■ Instructions to follow: With the records as your source, report how many lines contain "errors". Add no other words.

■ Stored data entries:

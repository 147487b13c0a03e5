//! Canonical JSON encoding for deterministic serialization.
//!
//! Event bodies are hashed over their canonical form:
//! - Object keys sorted by UTF-8 byte comparison, at every depth
//! - No whitespace between tokens
//! - Strings escaped exactly as `serde_json` escapes them
//! - Integers only (floats have no single canonical spelling)
//!
//! The canonical encoding is critical: it ensures that the same event
//! produces identical bytes (and thus identical SAIDs) across all platforms,
//! regardless of the key order a peer happened to send.

use serde_json::{Map, Value};
use std::fmt;

use crate::error::CoreError;

/// Length of a version string such as `KERI10JSON0000fd_`.
pub const VERSION_STRING_LEN: usize = 17;

/// Protocol named by a version string.
#[derive(Debug, Clone, Copy, PartialEq, Eq, Hash)]
pub enum Protocol {
    /// Key event and transaction event logs.
    Keri,
    /// Authentic chained data containers (credentials).
    Acdc,
}

impl Protocol {
    fn as_str(self) -> &'static str {
        match self {
            Protocol::Keri => "KERI",
            Protocol::Acdc => "ACDC",
        }
    }
}

/// A parsed version string: protocol, version 1.0, JSON, body size.
#[derive(Debug, Clone, Copy, PartialEq, Eq, Hash)]
pub struct VersionString {
    pub protocol: Protocol,
    pub size: usize,
}

impl VersionString {
    /// A version string for the given protocol and body size.
    pub fn new(protocol: Protocol, size: usize) -> Self {
        Self { protocol, size }
    }

    /// Parse a version string.
    pub fn parse(s: &str) -> Result<Self, CoreError> {
        if s.len() != VERSION_STRING_LEN || !s.is_ascii() {
            return Err(CoreError::UnsupportedVersion(s.to_string()));
        }

        let protocol = match &s[0..4] {
            "KERI" => Protocol::Keri,
            "ACDC" => Protocol::Acdc,
            _ => return Err(CoreError::UnsupportedVersion(s.to_string())),
        };

        if &s[4..6] != "10" || &s[6..10] != "JSON" || &s[16..] != "_" {
            return Err(CoreError::UnsupportedVersion(s.to_string()));
        }

        let size_hex = &s[10..16];
        if !size_hex
            .bytes()
            .all(|b| b.is_ascii_digit() || (b'a'..=b'f').contains(&b))
        {
            return Err(CoreError::UnsupportedVersion(s.to_string()));
        }
        let size = usize::from_str_radix(size_hex, 16)
            .map_err(|_| CoreError::UnsupportedVersion(s.to_string()))?;

        Ok(Self { protocol, size })
    }
}

impl fmt::Display for VersionString {
    fn fmt(&self, f: &mut fmt::Formatter<'_>) -> fmt::Result {
        write!(f, "{}10JSON{:06x}_", self.protocol.as_str(), self.size)
    }
}

/// Encode a JSON value to canonical bytes.
pub fn canonical_json(value: &Value) -> Result<Vec<u8>, CoreError> {
    let mut buf = Vec::new();
    encode_value_to(&mut buf, value)?;
    Ok(buf)
}

/// Recursively encode a JSON value.
fn encode_value_to(buf: &mut Vec<u8>, value: &Value) -> Result<(), CoreError> {
    match value {
        Value::Null => buf.extend_from_slice(b"null"),
        Value::Bool(b) => buf.extend_from_slice(if *b { b"true" } else { b"false" }),
        Value::Number(n) => {
            if let Some(i) = n.as_i64() {
                buf.extend_from_slice(i.to_string().as_bytes());
            } else if let Some(u) = n.as_u64() {
                buf.extend_from_slice(u.to_string().as_bytes());
            } else {
                return Err(CoreError::NonCanonicalNumber);
            }
        }
        Value::String(s) => encode_text(buf, s)?,
        Value::Array(arr) => {
            buf.push(b'[');
            for (i, item) in arr.iter().enumerate() {
                if i > 0 {
                    buf.push(b',');
                }
                encode_value_to(buf, item)?;
            }
            buf.push(b']');
        }
        Value::Object(map) => encode_map_canonical(buf, map)?,
    }
    Ok(())
}

fn encode_text(buf: &mut Vec<u8>, s: &str) -> Result<(), CoreError> {
    serde_json::to_writer(&mut *buf, s).map_err(|e| CoreError::EncodingError(e.to_string()))
}

/// Encode an object canonically.
///
/// Keys are sorted by their UTF-8 bytes.
fn encode_map_canonical(buf: &mut Vec<u8>, map: &Map<String, Value>) -> Result<(), CoreError> {
    let mut entries: Vec<(&String, &Value)> = map.iter().collect();
    entries.sort_by(|a, b| a.0.as_bytes().cmp(b.0.as_bytes()));

    buf.push(b'{');
    for (i, (key, value)) in entries.into_iter().enumerate() {
        if i > 0 {
            buf.push(b',');
        }
        encode_text(buf, key)?;
        buf.push(b':');
        encode_value_to(buf, value)?;
    }
    buf.push(b'}');
    Ok(())
}

/// Read the version string of an object body.
pub fn version_of(body: &Value) -> Result<VersionString, CoreError> {
    let v = body
        .get("v")
        .ok_or_else(|| CoreError::MissingField("v".into()))?
        .as_str()
        .ok_or_else(|| CoreError::invalid("v", "expected a string"))?;
    VersionString::parse(v)
}

/// Fill in the body size of the version string.
///
/// The version string has a fixed length, so rewriting it does not change the
/// canonical length it records. Returns the size.
pub fn sizeify(body: &mut Value) -> Result<usize, CoreError> {
    let version = version_of(body)?;
    let size = canonical_json(body)?.len();

    let obj = body
        .as_object_mut()
        .ok_or_else(|| CoreError::MalformedInput("body is not an object".into()))?;
    obj.insert(
        "v".into(),
        Value::String(VersionString::new(version.protocol, size).to_string()),
    );
    Ok(size)
}

#[cfg(test)]
mod tests {
    use super::*;
    use serde_json::json;

    #[test]
    fn test_keys_sorted_at_every_depth() {
        let value = json!({"b": 1, "a": {"z": true, "m": null}, "c": [{"y": 1, "x": 2}]});
        let bytes = canonical_json(&value).unwrap();
        assert_eq!(
            String::from_utf8(bytes).unwrap(),
            r#"{"a":{"m":null,"z":true},"b":1,"c":[{"x":2,"y":1}]}"#
        );
    }

    #[test]
    fn test_insertion_order_irrelevant() {
        let a: Value = serde_json::from_str(r#"{"i":"x","d":"y","t":"icp"}"#).unwrap();
        let b: Value = serde_json::from_str(r#"{"t":"icp","i":"x","d":"y"}"#).unwrap();
        assert_eq!(canonical_json(&a).unwrap(), canonical_json(&b).unwrap());
    }

    #[test]
    fn test_string_escaping() {
        let value = json!({"s": "line\nquote\"slash\\é"});
        let bytes = canonical_json(&value).unwrap();
        assert_eq!(
            String::from_utf8(bytes).unwrap(),
            "{\"s\":\"line\\nquote\\\"slash\\\\é\"}"
        );
    }

    #[test]
    fn test_floats_rejected() {
        let value = json!({"x": 1.5});
        assert_eq!(canonical_json(&value), Err(CoreError::NonCanonicalNumber));
        assert!(canonical_json(&json!({"x": -3})).is_ok());
    }

    #[test]
    fn test_version_string_roundtrip() {
        let v = VersionString::new(Protocol::Keri, 0xfd);
        assert_eq!(v.to_string(), "KERI10JSON0000fd_");
        assert_eq!(VersionString::parse("KERI10JSON0000fd_").unwrap(), v);

        let acdc = VersionString::parse("ACDC10JSON000123_").unwrap();
        assert_eq!(acdc.protocol, Protocol::Acdc);
        assert_eq!(acdc.size, 0x123);
    }

    #[test]
    fn test_version_string_rejects_bad_forms() {
        for bad in [
            "",
            "KERI10JSON0000fd",
            "KERI20JSON0000fd_",
            "KERI10CBOR0000fd_",
            "KERI10JSON0000FD_",
            "XXXX10JSON0000fd_",
            "KERI10JSON0000fd-",
        ] {
            assert!(VersionString::parse(bad).is_err(), "accepted {bad:?}");
        }
    }

    #[test]
    fn test_sizeify_matches_canonical_length() {
        let mut body = json!({"v": "KERI10JSON000000_", "t": "ixn", "a": []});
        let size = sizeify(&mut body).unwrap();
        assert_eq!(canonical_json(&body).unwrap().len(), size);
        assert_eq!(version_of(&body).unwrap().size, size);
    }
}
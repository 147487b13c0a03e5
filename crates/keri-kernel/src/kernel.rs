//! The Kernel: identifiers, credential registries and event streams over a
//! log store.
//!
//! Every mutation of a KEL or TEL holds that log's lock across read-head,
//! validate and append, so each log has a single writer. Reads take no lock
//! and work on the snapshot they loaded.

use std::collections::hash_map::Entry;
use std::collections::HashMap;
use std::sync::{Arc, PoisonError};

use bytes::Bytes;
use tokio::sync::{Mutex, OwnedMutexGuard};
use tracing::{debug, info, warn};

use keri_kernel_core::tel_event::random_nonce;
use keri_kernel_core::{
    find_anchor, parse_stream, seal_for, serialize_stream, validate_credential,
    verify_signatures, ApplyOutcome, Credential, CredentialStatus, Ed25519PublicKey,
    IndexedSignature, KeyConfig, KeyEvent, KeyEventLog, KeyState, LogEvent, Prefix, Registry,
    RegistryId, RegistryState, Said, Seal, TelEvent, TransactionEventLog, ValidationError,
};
use keri_kernel_store::{
    Fork, InsertResult, LogId, LogKind, Store, StoreExt, StoredCredential, StoredEvent,
};

use crate::config::KernelConfig;
use crate::error::{KernelError, Result};

/// Outcome of importing an event stream.
///
/// Import applies events in stream order and stops at the first failure;
/// everything before it stays applied.
#[derive(Debug, Default)]
pub struct ImportReport {
    /// Events appended.
    pub accepted: usize,
    /// Events already present.
    pub duplicates: usize,
    /// 1-based stream position of the event that failed.
    pub failed_at: Option<usize>,
    pub error: Option<KernelError>,
    /// The stream ended inside an incomplete body.
    pub truncated: bool,
}

impl ImportReport {
    /// True if every complete body in the stream was applied.
    pub fn is_success(&self) -> bool {
        self.failed_at.is_none()
    }
}

/// The main Kernel struct.
///
/// Provides a unified API for:
/// - Creating identifiers and managing their key events
/// - Creating registries and issuing or revoking credentials
/// - Verifying anchors between logs
/// - Exporting and importing event streams
pub struct Kernel<S: Store> {
    /// The storage backend.
    store: Arc<S>,
    /// Configuration.
    config: KernelConfig,
    /// One writer lock per log, created on first use and dropped once no
    /// task holds or waits for it.
    locks: LockMap,
}

type LockMap = std::sync::Mutex<HashMap<LogId, Arc<Mutex<()>>>>;

/// Holds a log's writer lock; removes the map entry on release when no other
/// task shares it.
struct LogGuard<'k> {
    guard: Option<OwnedMutexGuard<()>>,
    log: LogId,
    locks: &'k LockMap,
}

impl Drop for LogGuard<'_> {
    fn drop(&mut self) {
        drop(self.guard.take());
        let mut locks = self.locks.lock().unwrap_or_else(PoisonError::into_inner);
        if locks
            .get(&self.log)
            .is_some_and(|lock| Arc::strong_count(lock) == 1)
        {
            locks.remove(&self.log);
        }
    }
}
//! Field extraction for permissive event decoding.
//!
//! Required fields are removed from the body one by one; whatever remains is
//! kept as the event's extension map so re-serialization is lossless.

use serde_json::{Map, Value};

use crate::canonical::VersionString;
use crate::crypto::Ed25519PublicKey;
use crate::error::CoreError;
use crate::seal::Seal;
use crate::types::{parse_hex_sn, Said};

pub(crate) struct Fields {
    map: Map<String, Value>,
}

impl Fields {
    /// Start decoding an object body.
    pub(crate) fn new(value: Value) -> Result<Self, CoreError> {
        match value {
            Value::Object(map) => Ok(Self { map }),
            _ => Err(CoreError::MalformedInput("body is not an object".into())),
        }
    }

    /// Start decoding an event body whose `t` must equal `ilk`.
    pub(crate) fn open(value: Value, ilk: &str) -> Result<Self, CoreError> {
        let mut fields = Self::new(value)?;
        let t = fields.take_str("t")?;
        if t != ilk {
            return Err(CoreError::invalid("t", format!("expected {ilk}, got {t}")));
        }
        Ok(fields)
    }

    fn take(&mut self, key: &str) -> Result<Value, CoreError> {
        self.map
            .remove(key)
            .ok_or_else(|| CoreError::MissingField(key.to_string()))
    }

    pub(crate) fn take_str(&mut self, key: &str) -> Result<String, CoreError> {
        match self.take(key)? {
            Value::String(s) => Ok(s),
            _ => Err(CoreError::invalid(key, "expected a string")),
        }
    }

    pub(crate) fn take_version(&mut self) -> Result<VersionString, CoreError> {
        VersionString::parse(&self.take_str("v")?)
    }

    pub(crate) fn take_said(&mut self, key: &str) -> Result<Said, CoreError> {
        let s = self.take_str(key)?;
        Said::parse(&s).map_err(|e| CoreError::invalid(key, e.to_string()))
    }

    pub(crate) fn take_opt_said(&mut self, key: &str) -> Result<Option<Said>, CoreError> {
        if self.map.contains_key(key) {
            self.take_said(key).map(Some)
        } else {
            Ok(None)
        }
    }

    /// A hex-encoded integer (sequence number or threshold).
    pub(crate) fn take_hex(&mut self, key: &str) -> Result<u64, CoreError> {
        let s = self.take_str(key)?;
        parse_hex_sn(&s).map_err(|e| CoreError::invalid(key, e.to_string()))
    }

    pub(crate) fn take_keys(&mut self, key: &str) -> Result<Vec<Ed25519PublicKey>, CoreError> {
        self.take_str_list(key)?
            .iter()
            .map(|s| Ed25519PublicKey::from_qb64(s).map_err(|e| CoreError::invalid(key, e.to_string())))
            .collect()
    }

    pub(crate) fn take_saids(&mut self, key: &str) -> Result<Vec<Said>, CoreError> {
        self.take_str_list(key)?
            .iter()
            .map(|s| Said::parse(s).map_err(|e| CoreError::invalid(key, e.to_string())))
            .collect()
    }

    pub(crate) fn take_seals(&mut self, key: &str) -> Result<Vec<Seal>, CoreError> {
        match self.take(key)? {
            Value::Array(items) => items.into_iter().map(Seal::from_value).collect(),
            _ => Err(CoreError::invalid(key, "expected a list of seals")),
        }
    }

    pub(crate) fn take_opt_seals(&mut self, key: &str) -> Result<Option<Vec<Seal>>, CoreError> {
        if self.map.contains_key(key) {
            self.take_seals(key).map(Some)
        } else {
            Ok(None)
        }
    }

    pub(crate) fn take_object(&mut self, key: &str) -> Result<Map<String, Value>, CoreError> {
        match self.take(key)? {
            Value::Object(map) => Ok(map),
            _ => Err(CoreError::invalid(key, "expected an object")),
        }
    }

    pub(crate) fn take_opt_object(
        &mut self,
        key: &str,
    ) -> Result<Option<Map<String, Value>>, CoreError> {
        if self.map.contains_key(key) {
            self.take_object(key).map(Some)
        } else {
            Ok(None)
        }
    }

    fn take_str_list(&mut self, key: &str) -> Result<Vec<String>, CoreError> {
        match self.take(key)? {
            Value::Array(items) => items
                .into_iter()
                .map(|item| match item {
                    Value::String(s) => Ok(s),
                    _ => Err(CoreError::invalid(key, "expected a list of strings")),
                })
                .collect(),
            _ => Err(CoreError::invalid(key, "expected a list")),
        }
    }

    /// Unrecognized fields.
    pub(crate) fn rest(self) -> Map<String, Value> {
        self.map
    }
}

/// Builds an event body in field order; extension fields go last.
pub(crate) struct Body {
    map: Map<String, Value>,
}

impl Body {
    /// A body with a version string and no event type.
    pub(crate) fn versioned(version: &VersionString) -> Self {
        let mut map = Map::new();
        map.insert("v".into(), Value::String(version.to_string()));
        Self { map }
    }

    pub(crate) fn new(version: &VersionString, ilk: &str) -> Self {
        Self::versioned(version).str("t", ilk)
    }

    pub(crate) fn str(mut self, key: &str, value: impl Into<String>) -> Self {
        self.map.insert(key.into(), Value::String(value.into()));
        self
    }

    pub(crate) fn hex(self, key: &str, n: u64) -> Self {
        self.str(key, crate::types::to_hex_sn(n))
    }

    pub(crate) fn strs<I, S>(mut self, key: &str, items: I) -> Self
    where
        I: IntoIterator<Item = S>,
        S: Into<String>,
    {
        let list = items.into_iter().map(|s| Value::String(s.into())).collect();
        self.map.insert(key.into(), Value::Array(list));
        self
    }

    pub(crate) fn seals(mut self, key: &str, seals: &[Seal]) -> Self {
        let list = seals.iter().map(Seal::to_value).collect();
        self.map.insert(key.into(), Value::Array(list));
        self
    }

    pub(crate) fn value(mut self, key: &str, value: Value) -> Self {
        self.map.insert(key.into(), value);
        self
    }

    pub(crate) fn extend(mut self, extra: &Map<String, Value>) -> Self {
        for (k, v) in extra {
            if !self.map.contains_key(k) {
                self.map.insert(k.clone(), v.clone());
            }
        }
        self
    }

    pub(crate) fn finish(self) -> Value {
        Value::Object(self.map)
    }
}
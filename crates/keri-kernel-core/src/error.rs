//! Error types for the KERI Kernel Core.

use thiserror::Error;

use crate::types::Said;

/// Core errors raised while encoding, decoding or deriving primitives.
#[derive(Debug, Clone, PartialEq, Eq, Error)]
pub enum CoreError {
    #[error("malformed input: {0}")]
    MalformedInput(String),

    #[error("missing field `{0}`")]
    MissingField(String),

    #[error("invalid field `{field}`: {reason}")]
    InvalidField { field: String, reason: String },

    #[error("invalid qb64 primitive: {0}")]
    InvalidQb64(String),

    #[error("unsupported version string: {0}")]
    UnsupportedVersion(String),

    #[error("non-integral number in canonical body")]
    NonCanonicalNumber,

    #[error("invalid public key")]
    InvalidPublicKey,

    #[error("invalid signature")]
    InvalidSignature,

    #[error("recovery phrase is empty")]
    EmptyPhrase,

    #[error("key derivation failed")]
    KeyDerivation,

    #[error("encoding error: {0}")]
    EncodingError(String),
}

impl CoreError {
    pub(crate) fn invalid(field: &str, reason: impl Into<String>) -> Self {
        CoreError::InvalidField {
            field: field.to_string(),
            reason: reason.into(),
        }
    }
}

/// Validation errors for event structure, log continuity and anchoring.
///
/// Every variant that concerns a log position carries both the expected and
/// the observed values so callers can decide whether to re-sync, alert, or
/// treat the peer as malicious.
#[derive(Debug, Clone, PartialEq, Eq, Error)]
pub enum ValidationError {
    #[error("malformed input: {0}")]
    MalformedInput(String),

    #[error("SAID mismatch: claimed {claimed}, computed {computed}")]
    SaidMismatch { claimed: Said, computed: Said },

    #[error("version string declares {declared} bytes, body has {actual}")]
    VersionSizeMismatch { declared: usize, actual: usize },

    #[error(
        "chain discontinuity in {log}: expected sn {expected_sn} prior {expected_prior:?}, \
         got sn {got_sn} prior {got_prior:?}"
    )]
    ChainDiscontinuity {
        log: Said,
        expected_sn: u64,
        got_sn: u64,
        expected_prior: Option<Said>,
        got_prior: Option<Said>,
    },

    #[error("fork detected in {log} at sn {sn}: existing {existing}, incoming {incoming}")]
    ForkDetected {
        log: Said,
        sn: u64,
        existing: Said,
        incoming: Said,
    },

    #[error("key commitment violation: committed {committed:?}, revealed {revealed:?}")]
    KeyCommitmentViolation {
        committed: Vec<Said>,
        revealed: Vec<Said>,
    },

    #[error("identifier {0} is non-transferable")]
    NonTransferable(Said),

    #[error("unknown identifier: {0}")]
    UnknownIdentifier(Said),

    #[error("log {0} is already incepted")]
    AlreadyIncepted(Said),

    #[error("log is not incepted")]
    NotIncepted,

    #[error("event belongs to {got}, not {expected}")]
    WrongLog { expected: Said, got: Said },

    #[error("invalid threshold {threshold} for {count} entries")]
    InvalidThreshold { threshold: u64, count: usize },

    #[error("credential {credential} is not issued in registry {registry}")]
    UnknownCredential { registry: Said, credential: Said },

    #[error("credential {credential} already issued in registry {registry}")]
    AlreadyIssued { registry: Said, credential: Said },

    #[error("credential {credential} already revoked in registry {registry}")]
    AlreadyRevoked { registry: Said, credential: Said },

    #[error("registry not found: {0}")]
    RegistryNotFound(Said),

    #[error("registry {registry} has no anchor in parent registry {parent}")]
    UnanchoredRegistry { registry: Said, parent: Said },

    #[error("registry {registry} names issuer {got}, expected {expected}")]
    IssuerMismatch {
        registry: Said,
        expected: Said,
        got: Said,
    },

    #[error("signature at index {index} failed verification")]
    SignatureFailed { index: u32 },

    #[error("insufficient signatures: {valid} valid, {required} required")]
    InsufficientSignatures { required: u64, valid: usize },

    #[error("structural error: {0}")]
    StructuralError(String),
}

impl ValidationError {
    /// True for errors that indicate conflicting histories rather than bad input.
    pub fn is_fork(&self) -> bool {
        matches!(self, ValidationError::ForkDetected { .. })
    }

    /// True for errors that break the sn / prior-digest chain.
    pub fn is_chain_break(&self) -> bool {
        matches!(
            self,
            ValidationError::ChainDiscontinuity { .. } | ValidationError::ForkDetected { .. }
        )
    }
}

impl From<CoreError> for ValidationError {
    fn from(e: CoreError) -> Self {
        ValidationError::MalformedInput(e.to_string())
    }
}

■ Answer to this problem: 4